What the task requires> Go through the entries and tally the lines containing the word "below". Only the total is wanted.

[[ Records provided, beginning ]]

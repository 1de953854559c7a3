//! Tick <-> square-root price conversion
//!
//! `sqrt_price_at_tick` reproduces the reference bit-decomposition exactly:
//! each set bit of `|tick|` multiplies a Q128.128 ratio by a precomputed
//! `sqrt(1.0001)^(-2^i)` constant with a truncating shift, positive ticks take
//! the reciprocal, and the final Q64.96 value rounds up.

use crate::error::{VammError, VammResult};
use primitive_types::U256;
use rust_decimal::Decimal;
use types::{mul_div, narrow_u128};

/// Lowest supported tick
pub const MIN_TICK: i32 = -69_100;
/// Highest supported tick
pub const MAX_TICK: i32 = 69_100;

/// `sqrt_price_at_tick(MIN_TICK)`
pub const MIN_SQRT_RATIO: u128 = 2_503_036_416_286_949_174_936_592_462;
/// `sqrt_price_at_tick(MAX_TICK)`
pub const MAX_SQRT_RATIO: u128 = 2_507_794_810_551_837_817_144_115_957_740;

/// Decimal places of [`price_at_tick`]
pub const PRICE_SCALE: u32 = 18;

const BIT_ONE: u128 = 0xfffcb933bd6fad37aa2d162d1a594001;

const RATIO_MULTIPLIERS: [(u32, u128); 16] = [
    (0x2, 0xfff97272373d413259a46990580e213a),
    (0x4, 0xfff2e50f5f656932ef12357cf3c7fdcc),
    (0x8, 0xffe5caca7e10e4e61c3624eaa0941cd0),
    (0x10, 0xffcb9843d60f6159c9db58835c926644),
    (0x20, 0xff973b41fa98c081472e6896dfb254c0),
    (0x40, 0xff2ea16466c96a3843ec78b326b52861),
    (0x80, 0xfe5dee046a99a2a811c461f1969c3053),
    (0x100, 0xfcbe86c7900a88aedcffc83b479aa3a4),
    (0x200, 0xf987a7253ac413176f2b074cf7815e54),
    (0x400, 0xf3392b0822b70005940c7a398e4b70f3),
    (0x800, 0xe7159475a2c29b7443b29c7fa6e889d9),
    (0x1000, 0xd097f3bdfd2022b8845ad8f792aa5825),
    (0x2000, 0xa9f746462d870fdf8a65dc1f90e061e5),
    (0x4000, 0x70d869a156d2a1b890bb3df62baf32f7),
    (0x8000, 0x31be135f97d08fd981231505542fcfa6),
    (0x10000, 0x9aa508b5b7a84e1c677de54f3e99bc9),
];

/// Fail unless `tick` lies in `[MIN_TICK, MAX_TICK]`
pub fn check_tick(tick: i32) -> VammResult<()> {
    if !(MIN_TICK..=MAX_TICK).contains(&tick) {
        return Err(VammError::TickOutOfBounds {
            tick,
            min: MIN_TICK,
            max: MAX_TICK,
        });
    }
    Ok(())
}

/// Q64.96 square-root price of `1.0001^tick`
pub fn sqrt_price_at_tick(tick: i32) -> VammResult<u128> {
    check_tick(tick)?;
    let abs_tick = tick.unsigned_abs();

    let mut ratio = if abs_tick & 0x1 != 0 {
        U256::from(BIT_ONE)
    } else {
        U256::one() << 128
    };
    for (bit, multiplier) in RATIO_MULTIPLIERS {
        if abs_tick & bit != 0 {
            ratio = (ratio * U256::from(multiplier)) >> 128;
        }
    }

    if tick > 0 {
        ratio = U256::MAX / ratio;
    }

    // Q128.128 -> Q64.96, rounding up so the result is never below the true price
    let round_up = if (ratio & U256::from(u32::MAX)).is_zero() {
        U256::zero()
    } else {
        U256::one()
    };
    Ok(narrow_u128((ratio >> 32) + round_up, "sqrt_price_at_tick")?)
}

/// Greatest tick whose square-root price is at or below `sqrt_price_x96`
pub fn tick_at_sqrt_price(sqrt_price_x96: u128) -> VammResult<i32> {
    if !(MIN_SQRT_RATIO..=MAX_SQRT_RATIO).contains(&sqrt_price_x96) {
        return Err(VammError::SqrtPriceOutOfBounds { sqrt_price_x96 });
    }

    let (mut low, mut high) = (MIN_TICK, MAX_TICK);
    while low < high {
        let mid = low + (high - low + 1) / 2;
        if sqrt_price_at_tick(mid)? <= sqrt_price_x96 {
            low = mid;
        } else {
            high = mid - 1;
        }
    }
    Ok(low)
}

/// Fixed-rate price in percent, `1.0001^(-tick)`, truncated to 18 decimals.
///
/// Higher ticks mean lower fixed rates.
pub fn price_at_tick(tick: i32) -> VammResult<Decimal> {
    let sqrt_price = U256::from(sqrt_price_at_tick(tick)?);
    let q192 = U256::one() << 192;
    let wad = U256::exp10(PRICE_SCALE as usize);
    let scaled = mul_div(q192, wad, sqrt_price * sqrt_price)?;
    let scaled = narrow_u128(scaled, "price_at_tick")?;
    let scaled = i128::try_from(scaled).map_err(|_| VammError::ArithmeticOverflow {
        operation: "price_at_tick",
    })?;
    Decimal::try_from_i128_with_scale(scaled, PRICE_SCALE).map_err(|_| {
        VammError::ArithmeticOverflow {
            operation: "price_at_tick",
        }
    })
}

[[ Records provided, end ]]
[[ Records provided, beginning ]]

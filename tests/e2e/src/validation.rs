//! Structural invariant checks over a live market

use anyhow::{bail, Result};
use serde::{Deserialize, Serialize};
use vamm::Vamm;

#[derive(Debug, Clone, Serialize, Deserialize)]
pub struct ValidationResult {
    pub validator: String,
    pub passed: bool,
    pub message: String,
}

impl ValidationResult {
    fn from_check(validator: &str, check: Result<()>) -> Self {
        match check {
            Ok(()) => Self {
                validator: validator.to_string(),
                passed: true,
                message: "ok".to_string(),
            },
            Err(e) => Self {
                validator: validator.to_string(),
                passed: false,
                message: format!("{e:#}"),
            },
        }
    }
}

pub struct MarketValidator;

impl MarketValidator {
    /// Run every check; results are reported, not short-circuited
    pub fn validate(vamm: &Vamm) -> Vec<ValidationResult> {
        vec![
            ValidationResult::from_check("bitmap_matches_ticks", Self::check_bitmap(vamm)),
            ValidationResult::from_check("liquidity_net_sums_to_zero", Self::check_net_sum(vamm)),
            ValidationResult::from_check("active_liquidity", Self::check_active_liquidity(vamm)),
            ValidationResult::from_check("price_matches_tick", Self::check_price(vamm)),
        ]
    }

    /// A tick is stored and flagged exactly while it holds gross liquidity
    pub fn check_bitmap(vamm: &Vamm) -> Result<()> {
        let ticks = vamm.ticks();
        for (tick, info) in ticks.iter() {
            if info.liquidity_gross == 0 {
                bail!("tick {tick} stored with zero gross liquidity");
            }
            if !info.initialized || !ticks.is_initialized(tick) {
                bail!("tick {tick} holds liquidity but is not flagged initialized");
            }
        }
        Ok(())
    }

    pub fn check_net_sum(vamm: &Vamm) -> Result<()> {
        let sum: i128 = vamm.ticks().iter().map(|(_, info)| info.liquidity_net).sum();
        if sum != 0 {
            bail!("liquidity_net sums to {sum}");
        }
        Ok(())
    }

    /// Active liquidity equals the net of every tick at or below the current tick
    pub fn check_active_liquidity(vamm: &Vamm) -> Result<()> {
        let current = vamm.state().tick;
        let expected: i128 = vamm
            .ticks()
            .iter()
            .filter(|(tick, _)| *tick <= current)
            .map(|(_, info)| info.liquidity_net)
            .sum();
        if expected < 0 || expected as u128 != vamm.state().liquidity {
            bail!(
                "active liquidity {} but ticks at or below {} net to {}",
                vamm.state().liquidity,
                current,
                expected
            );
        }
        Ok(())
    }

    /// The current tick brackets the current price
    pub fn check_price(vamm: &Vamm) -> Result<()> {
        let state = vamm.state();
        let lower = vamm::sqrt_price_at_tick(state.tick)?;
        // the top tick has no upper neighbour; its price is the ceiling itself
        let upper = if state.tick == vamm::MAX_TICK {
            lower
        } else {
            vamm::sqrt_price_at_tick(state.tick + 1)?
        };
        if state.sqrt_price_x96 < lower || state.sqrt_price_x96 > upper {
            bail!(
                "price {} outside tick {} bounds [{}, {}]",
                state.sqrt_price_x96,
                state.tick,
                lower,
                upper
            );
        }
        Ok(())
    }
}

[[ Records provided, end ]]

Solution to the exercise> 4